• [EXERCISE MATERIALS]:
use std::collections::{HashMap, HashSet};
use std::net::Ipv4Addr;
use std::path::Path;

use ipnet::Ipv4Net;
use serde::{Deserialize, Serialize};

use crate::error::Error;
use crate::{PortNo, Result};

/// One WAN tunnel of a remote-DC pair, pinned to a switch egress port.
#[derive(Debug, Clone, PartialEq, Eq, Serialize, Deserialize)]
pub struct Tunnel {
    pub name: String,
    pub local_end: Ipv4Addr,
    pub remote_end: Ipv4Addr,
    pub egress_port: PortNo,
}

/// Two tunnels toward one remote data center, reached through one DA router.
#[derive(Debug, Clone, PartialEq, Eq, Serialize, Deserialize)]
pub struct ConfigEntry {
    pub remote_dc_prefix: Ipv4Net,
    pub da_router: String,
    pub tunnels: Vec<Tunnel>,
}

#[derive(Debug, Clone, Copy, PartialEq, Eq, Serialize, Deserialize)]
pub enum OperationMode {
    ReactiveWithReference,
    ReactiveWithoutReference,
    ProactiveWithReference,
    ProactiveWithoutReference,
}

impl OperationMode {
    pub fn is_proactive(&self) -> bool {
        matches!(
            self,
            OperationMode::ProactiveWithReference | OperationMode::ProactiveWithoutReference
        )
    }

    pub fn uses_reference(&self) -> bool {
        matches!(
            self,
            OperationMode::ReactiveWithReference | OperationMode::ProactiveWithReference
        )
    }
}

impl Default for OperationMode {
    fn default() -> Self {
        OperationMode::ReactiveWithReference
    }
}

#[derive(Debug, Clone, Default, PartialEq, Serialize, Deserialize)]
pub struct ConfigData {
    #[serde(default)]
    pub entries: Vec<ConfigEntry>,
    #[serde(default)]
    pub operation_mode: Option<OperationMode>,
    /// Local-DC ingress ports per DA router, required by the proactive modes.
    #[serde(default)]
    pub local_dc_ports: HashMap<String, Vec<PortNo>>,
}

impl ConfigData {
    pub fn from_path<P: AsRef<Path>>(path: P) -> anyhow::Result<Self> {
        let content = std::fs::read_to_string(path)?;
        let config = toml::from_str(&content)?;
        Ok(config)
    }

    pub fn effective_mode(&self) -> OperationMode {
        self.operation_mode.unwrap_or_default()
    }
}

/// The active, validated tunnel topology. `set` either replaces the whole
/// configuration or rejects it, never both.
#[derive(Debug, Default)]
pub struct ConfigStore {
    data: Option<ConfigData>,
}

impl ConfigStore {
    pub fn new() -> Self {
        Default::default()
    }

    pub fn set(&mut self, config: ConfigData) -> Result<()> {
        validate(&config)?;
        log::info!(
            "installing configuration: {} entries, mode {:?}",
            config.entries.len(),
            config.effective_mode()
        );
        self.data = Some(config);
        Ok(())
    }

    pub fn get(&self) -> Option<&ConfigData> {
        self.data.as_ref()
    }

    pub fn is_set(&self) -> bool {
        self.data.is_some()
    }

    pub fn entries(&self) -> &[ConfigEntry] {
        self.data.as_ref().map(|d| d.entries.as_slice()).unwrap_or(&[])
    }

    pub fn effective_mode(&self) -> OperationMode {
        self.data
            .as_ref()
            .map(|d| d.effective_mode())
            .unwrap_or_default()
    }

    /// Longest-prefix match of a destination address against the configured
    /// remote-DC prefixes.
    pub fn entry_for(&self, dst: Ipv4Addr) -> Option<&ConfigEntry> {
        self.entries()
            .iter()
            .filter(|e| e.remote_dc_prefix.contains(&dst))
            .max_by_key(|e| e.remote_dc_prefix.prefix_len())
    }

    /// Resolves a tunnel-end prefix carried by a vector value to the tunnel
    /// whose remote end it covers. Returns entry and tunnel indices.
    pub fn resolve_tunnel_end(&self, prefix: &Ipv4Net) -> Option<(usize, usize)> {
        for (ei, entry) in self.entries().iter().enumerate() {
            for (ti, tunnel) in entry.tunnels.iter().enumerate() {
                if prefix.contains(&tunnel.remote_end) {
                    return Some((ei, ti));
                }
            }
        }
        None
    }

    /// All egress ports referenced by the active configuration.
    pub fn egress_ports(&self) -> Vec<PortNo> {
        self.entries()
            .iter()
            .flat_map(|e| e.tunnels.iter().map(|t| t.egress_port))
            .collect()
    }
}

fn validate(config: &ConfigData) -> Result<()> {
    if config.entries.is_empty() {
        return Err(Error::InvalidConfig("no entries".to_string()));
    }
    for entry in &config.entries {
        if entry.da_router.is_empty() {
            return Err(Error::InvalidConfig(format!(
                "entry {} has no DA router id",
                entry.remote_dc_prefix
            )));
        }
        if entry.tunnels.is_empty() {
            return Err(Error::InvalidConfig(format!(
                "entry {} has no tunnels",
                entry.remote_dc_prefix
            )));
        }
        if entry.tunnels.len() != 2 {
            return Err(Error::InvalidConfig(format!(
                "entry {} has {} tunnels, exactly 2 are supported",
                entry.remote_dc_prefix,
                entry.tunnels.len()
            )));
        }
    }

    let mut names = HashSet::new();
    let mut ports = HashSet::new();
    for tunnel in config.entries.iter().flat_map(|e| e.tunnels.iter()) {
        if !names.insert(&tunnel.name) {
            return Err(Error::InvalidConfig(format!(
                "tunnel name {} is not unique",
                tunnel.name
            )));
        }
        if !ports.insert(tunnel.egress_port) {
            return Err(Error::InvalidConfig(format!(
                "egress port {} is not unique",
                tunnel.egress_port
            )));
        }
    }

    if config.effective_mode().is_proactive() {
        for entry in &config.entries {
            match config.local_dc_ports.get(&entry.da_router) {
                Some(ports) if !ports.is_empty() => {}
                _ => {
                    return Err(Error::InvalidConfig(format!(
                        "no local DC ports for DA router {}",
                        entry.da_router
                    )))
                }
            }
        }
    }

    Ok(())
}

• [WHAT IS REQUIRED]: Output an identical copy of every record above.

• [RESPONSE TO THIS EXERCISE]:
use std::collections::{HashMap, HashSet};
use std::net::Ipv4Addr;
use std::path::Path;

use ipnet::Ipv4Net;
use serde::{Deserialize, Serialize};

use crate::error::Error;
use crate::{PortNo, Result};

/// One WAN tunnel of a remote-DC pair, pinned to a switch egress port.
#[derive(Debug, Clone, PartialEq, Eq, Serialize, Deserialize)]
pub struct Tunnel {
    pub name: String,
    pub local_end: Ipv4Addr,
    pub remote_end: Ipv4Addr,
    pub egress_port: PortNo,
}

/// Two tunnels toward one remote data center, reached through one DA router.
#[derive(Debug, Clone, PartialEq, Eq, Serialize, Deserialize)]
pub struct ConfigEntry {
    pub remote_dc_prefix: Ipv4Net,
    pub da_router: String,
    pub tunnels: Vec<Tunnel>,
}

#[derive(Debug, Clone, Copy, PartialEq, Eq, Serialize, Deserialize)]
pub enum OperationMode {
    ReactiveWithReference,
    ReactiveWithoutReference,
    ProactiveWithReference,
    ProactiveWithoutReference,
}

impl OperationMode {
    pub fn is_proactive(&self) -> bool {
        matches!(
            self,
            OperationMode::ProactiveWithReference | OperationMode::ProactiveWithoutReference
        )
    }

    pub fn uses_reference(&self) -> bool {
        matches!(
            self,
            OperationMode::ReactiveWithReference | OperationMode::ProactiveWithReference
        )
    }
}

impl Default for OperationMode {
    fn default() -> Self {
        OperationMode::ReactiveWithReference
    }
}

#[derive(Debug, Clone, Default, PartialEq, Serialize, Deserialize)]
pub struct ConfigData {
    #[serde(default)]
    pub entries: Vec<ConfigEntry>,
    #[serde(default)]
    pub operation_mode: Option<OperationMode>,
    /// Local-DC ingress ports per DA router, required by the proactive modes.
    #[serde(default)]
    pub local_dc_ports: HashMap<String, Vec<PortNo>>,
}

impl ConfigData {
    pub fn from_path<P: AsRef<Path>>(path: P) -> anyhow::Result<Self> {
        let content = std::fs::read_to_string(path)?;
        let config = toml::from_str(&content)?;
        Ok(config)
    }

    pub fn effective_mode(&self) -> OperationMode {
        self.operation_mode.unwrap_or_default()
    }
}

/// The active, validated tunnel topology. `set` either replaces the whole
/// configuration or rejects it, never both.
#[derive(Debug, Default)]
pub struct ConfigStore {
    data: Option<ConfigData>,
}

impl ConfigStore {
    pub fn new() -> Self {
        Default::default()
    }

    pub fn set(&mut self, config: ConfigData) -> Result<()> {
        validate(&config)?;
        log::info!(
            "installing configuration: {} entries, mode {:?}",
            config.entries.len(),
            config.effective_mode()
        );
        self.data = Some(config);
        Ok(())
    }

    pub fn get(&self) -> Option<&ConfigData> {
        self.data.as_ref()
    }

    pub fn is_set(&self) -> bool {
        self.data.is_some()
    }

    pub fn entries(&self) -> &[ConfigEntry] {
        self.data.as_ref().map(|d| d.entries.as_slice()).unwrap_or(&[])
    }

    pub fn effective_mode(&self) -> OperationMode {
        self.data
            .as_ref()
            .map(|d| d.effective_mode())
            .unwrap_or_default()
    }

    /// Longest-prefix match of a destination address against the configured
    /// remote-DC prefixes.
    pub fn entry_for(&self, dst: Ipv4Addr) -> Option<&ConfigEntry> {
        self.entries()
            .iter()
            .filter(|e| e.remote_dc_prefix.contains(&dst))
            .max_by_key(|e| e.remote_dc_prefix.prefix_len())
    }

    /// Resolves a tunnel-end prefix carried by a vector value to the tunnel
    /// whose remote end it covers. Returns entry and tunnel indices.
    pub fn resolve_tunnel_end(&self, prefix: &Ipv4Net) -> Option<(usize, usize)> {
        for (ei, entry) in self.entries().iter().enumerate() {
            for (ti, tunnel) in entry.tunnels.iter().enumerate() {
                if prefix.contains(&tunnel.remote_end) {
                    return Some((ei, ti));
                }
            }
        }
        None
    }

    /// All egress ports referenced by the active configuration.
    pub fn egress_ports(&self) -> Vec<PortNo> {
        self.entries()
            .iter()
            .flat_map(|e| e.tunnels.iter().map(|t| t.egress_port))
            .collect()
    }
}

fn validate(config: &ConfigData) -> Result<()> {
    if config.entries.is_empty() {
        return Err(Error::InvalidConfig("no entries".to_string()));
    }
    for entry in &config.entries {
        if entry.da_router.is_empty() {
            return Err(Error::InvalidConfig(format!(
                "entry {} has no DA router id",
                entry.remote_dc_prefix
            )));
        }
        if entry.tunnels.is_empty() {
            return Err(Error::InvalidConfig(format!(
                "entry {} has no tunnels",
                entry.remote_dc_prefix
            )));
        }
        if entry.tunnels.len() != 2 {
            return Err(Error::InvalidConfig(format!(
                "entry {} has {} tunnels, exactly 2 are supported",
                entry.remote_dc_prefix,
                entry.tunnels.len()
            )));
        }
    }

    let mut names = HashSet::new();
    let mut ports = HashSet::new();
    for tunnel in config.entries.iter().flat_map(|e| e.tunnels.iter()) {
        if !names.insert(&tunnel.name) {
            return Err(Error::InvalidConfig(format!(
                "tunnel name {} is not unique",
                tunnel.name
            )));
        }
        if !ports.insert(tunnel.egress_port) {
            return Err(Error::InvalidConfig(format!(
                "egress port {} is not unique",
                tunnel.egress_port
            )));
        }
    }

    if config.effective_mode().is_proactive() {
        for entry in &config.entries {
            match config.local_dc_ports.get(&entry.da_router) {
                Some(ports) if !ports.is_empty() => {}
                _ => {
                    return Err(Error::InvalidConfig(format!(
                        "no local DC ports for DA router {}",
                        entry.da_router
                    )))
                }
            }
        }
    }

    Ok(())
}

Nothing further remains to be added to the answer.